Baudelaire: "The Devil's cleverest wile is to convince us he doesn't exist."

John Milton: "A tortured soul who makes others dance to the music of his own despair."

But to discern evil, we need to go beyond the guidance of the experts. We must decide with our own eyes, ears, and nose, whether a person passes the "stink test."

Humans possess an extraordinary sixth sense -- our intuition. St. Jerome called intuition, "synderesis:" an infallible God-given ability to distinguish between good and evil.

Yet, we're told not to trust our gut because it's not nice to be judgmental. In these politically correct days, where everybody is good, even terrorists, we're supposed to dismiss our intuition, shove it underground, lest we offend anyone.

Thus, if Obamaphobia gives us insomnia, headaches, or the heebie jeebies, it's all in our heads. We're being paranoid.

But isn't this how the Soviets dealt with dissidents? The leaders labeled them paranoid, and then had their fiendish psychiatrists forcibly drug, shock, and hospitalize them.

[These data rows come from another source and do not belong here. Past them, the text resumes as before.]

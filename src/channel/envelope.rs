//! Message envelope between the UI layer and a page agent.
//!
//! The wire format is fixed: requests carry an `action` discriminator,
//! replies carry a `success` flag plus either a `technologies` payload or an
//! `error` string. The reply is modeled as a plain struct rather than an
//! enum so that malformed combinations (success without a payload) can be
//! represented and rejected by the channel instead of failing deserialization.

use serde::{Deserialize, Serialize};

use crate::detection::DetectionResult;

/// A request from the UI layer to a page agent.
#[derive(Debug, Clone, Copy, PartialEq, Eq, Serialize, Deserialize)]
#[serde(tag = "action")]
pub enum AgentRequest {
    /// Run the prober and reply with a detection result.
    #[serde(rename = "analyzeTech")]
    AnalyzeTech,
}

/// A best-effort signal from a page agent to its host.
#[derive(Debug, Clone, Copy, PartialEq, Eq, Serialize, Deserialize)]
#[serde(tag = "action")]
pub enum AgentSignal {
    /// The agent is resident and accepting requests.
    #[serde(rename = "contentScriptReady")]
    ContentScriptReady,
}

/// A page agent's reply to an [`AgentRequest`].
#[derive(Debug, Clone, Default, PartialEq, Serialize, Deserialize)]
pub struct AgentResponse {
    /// Whether the agent considers the request handled.
    #[serde(default)]
    pub success: bool,
    /// Detection result; present on success.
    #[serde(default, skip_serializing_if = "Option::is_none")]
    pub technologies: Option<DetectionResult>,
    /// Error description; present on failure.
    #[serde(default, skip_serializing_if = "Option::is_none")]
    pub error: Option<String>,
}

impl AgentResponse {
    /// A successful reply carrying `technologies`.
    pub fn ok(technologies: DetectionResult) -> Self {
        Self {
            success: true,
            technologies: Some(technologies),
            error: None,
        }
    }

    /// A failure reply carrying an error description.
    pub fn err(error: impl Into<String>) -> Self {
        Self {
            success: false,
            technologies: None,
            error: Some(error.into()),
        }
    }
}
//! Page probing: signature evaluation and result accumulation.
//!
//! The prober turns a fetched page into a [`DetectionResult`] by running the
//! signature registry through an error-isolating runner: a probe that returns
//! an error or panics is skipped and counted, and never affects any other
//! probe in the same or another category.
//!
//! Three variants of decreasing completeness exist, selected by the delivery
//! channel:
//! - [`ProbeDepth::Full`]: every signature tier plus the CDN asset scan
//! - [`ProbeDepth::Direct`]: core and standard tiers, no CDN scan
//! - the basic prober ([`basic_probe`]): core-tier raw-text markers over the
//!   unparsed body, with a guaranteed non-empty result

use std::panic::{catch_unwind, AssertUnwindSafe};

use crate::config::{BASIC_DETECTION_PLACEHOLDER, CDN_LIBRARY_MARKERS};
use crate::detection::{Category, DetectionResult};
use crate::error_handling::{ErrorStats, ErrorType};
use crate::signature::{signatures, Signature, Tier};
use crate::snapshot::{PageSnapshot, SnapshotError};

/// How deep a probing pass goes.
#[derive(Debug, Clone, Copy, PartialEq, Eq)]
pub enum ProbeDepth {
    /// Every signature tier plus the CDN asset scan
    Full,
    /// Core and standard tiers, no CDN scan
    Direct,
}

impl ProbeDepth {
    fn includes(self, tier: Tier) -> bool {
        match self {
            ProbeDepth::Full => true,
            ProbeDepth::Direct => tier <= Tier::Standard,
        }
    }

    fn scans_cdn_assets(self) -> bool {
        matches!(self, ProbeDepth::Full)
    }
}

/// Probes a fetched page at the given depth.
///
/// This is the total-failure boundary: whatever goes wrong inside — an
/// unparseable page URL, a panic in extraction — the caller gets a
/// well-formed result, falling back to the limited-detection diagnostic
/// entry. It never panics and never returns an error.
pub fn probe_page(url: &str, body: &str, depth: ProbeDepth, stats: &ErrorStats) -> DetectionResult {
    let outcome = catch_unwind(AssertUnwindSafe(
        || -> Result<DetectionResult, SnapshotError> {
            let snapshot = PageSnapshot::parse(url, body)?;
            Ok(run_probe(&snapshot, depth, stats))
        },
    ));

    match outcome {
        Ok(Ok(result)) => result,
        Ok(Err(e)) => {
            log::warn!("Probing failed for {}: {}", url, e);
            stats.increment(ErrorType::ProbeTotalFailure);
            DetectionResult::limited()
        }
        Err(_) => {
            log::warn!("Probing panicked for {}", url);
            stats.increment(ErrorType::ProbeTotalFailure);
            DetectionResult::limited()
        }
    }
}

/// Runs the registry against a snapshot and accumulates matches.
///
/// Category order and per-category signature order are registration order;
/// duplicate names are suppressed within each category's sequence.
pub fn run_probe(snapshot: &PageSnapshot, depth: ProbeDepth, stats: &ErrorStats) -> DetectionResult {
    let mut result = DetectionResult::new();

    for category in Category::ALL {
        run_signatures(&mut result, category, signatures(category), snapshot, depth, stats);
    }

    if depth.scans_cdn_assets() {
        scan_cdn_assets(&mut result, snapshot);
    }

    result
}

/// Evaluates one signature table through the isolating runner.
///
/// A probe `Err` or panic skips that signature only; the scan continues with
/// the next one.
fn run_signatures(
    result: &mut DetectionResult,
    category: Category,
    table: &[Signature],
    snapshot: &PageSnapshot,
    depth: ProbeDepth,
    stats: &ErrorStats,
) {
    for signature in table.iter().filter(|sig| depth.includes(sig.tier)) {
        match catch_unwind(AssertUnwindSafe(|| (signature.probe)(snapshot))) {
            Ok(Ok(true)) => result.push_unique(category, signature.name),
            Ok(Ok(false)) => {}
            Ok(Err(e)) => {
                log::debug!("Probe `{}` failed: {}", signature.name, e);
                stats.increment(ErrorType::ProbeEvaluationError);
            }
            Err(_) => {
                log::debug!("Probe `{}` panicked", signature.name);
                stats.increment(ErrorType::ProbePanic);
            }
        }
    }
}

/// Supplementary pass: scans script `src` and link `href` values for embedded
/// CDN library names and appends matches to the frontend sequence.
fn scan_cdn_assets(result: &mut DetectionResult, snapshot: &PageSnapshot) {
    for asset_url in snapshot.asset_urls() {
        for (marker, name) in CDN_LIBRARY_MARKERS {
            if asset_url.contains(marker) {
                result.push_unique(Category::Frontend, *name);
            }
        }
    }
}

/// Minimal fallback prober: core-tier raw-text markers over the unparsed
/// body.
///
/// No snapshot, no selector queries, no failure isolation — plain substring
/// scans that cannot fail. If nothing at all matches, the frontend sequence
/// carries a single completion entry so the caller can tell "scan ran, page
/// is quiet" from "scan never ran".
pub fn basic_probe(body: &str) -> DetectionResult {
    let body_lower = body.to_lowercase();
    let mut result = DetectionResult::new();

    for category in Category::ALL {
        for signature in signatures(category)
            .iter()
            .filter(|sig| sig.tier == Tier::Core)
        {
            if signature
                .raw_markers
                .iter()
                .any(|marker| body_lower.contains(marker))
            {
                result.push_unique(category, signature.name);
            }
        }
    }

    if result.is_empty() {
        result.push_unique(Category::Frontend, BASIC_DETECTION_PLACEHOLDER);
    }

    result
}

As the expression goes: you're not paranoid if someone is following you.

Criminologist Gavin De Becker, in his seminal work, The Gift of Fear, urges us to never ignore our intuition. Most of the time, victims sense that their attacker is a threat but ignore this inner knowing.

De Becker's wise words:

Can you imagine an animal reacting to the gift of fear the way some people do, with annoyance and disdain instead of attention? No animal in the wild, suddenly overcome with fear, would expend any of its mental energy thinking, "It's probably nothing." . . . We, in contrast to every other creature in nature, choose not to explore -- and even ignore -- survival signals.

I think that deep down most of us know who is good and who is evil -- who will bring joy and who will usher in disaster.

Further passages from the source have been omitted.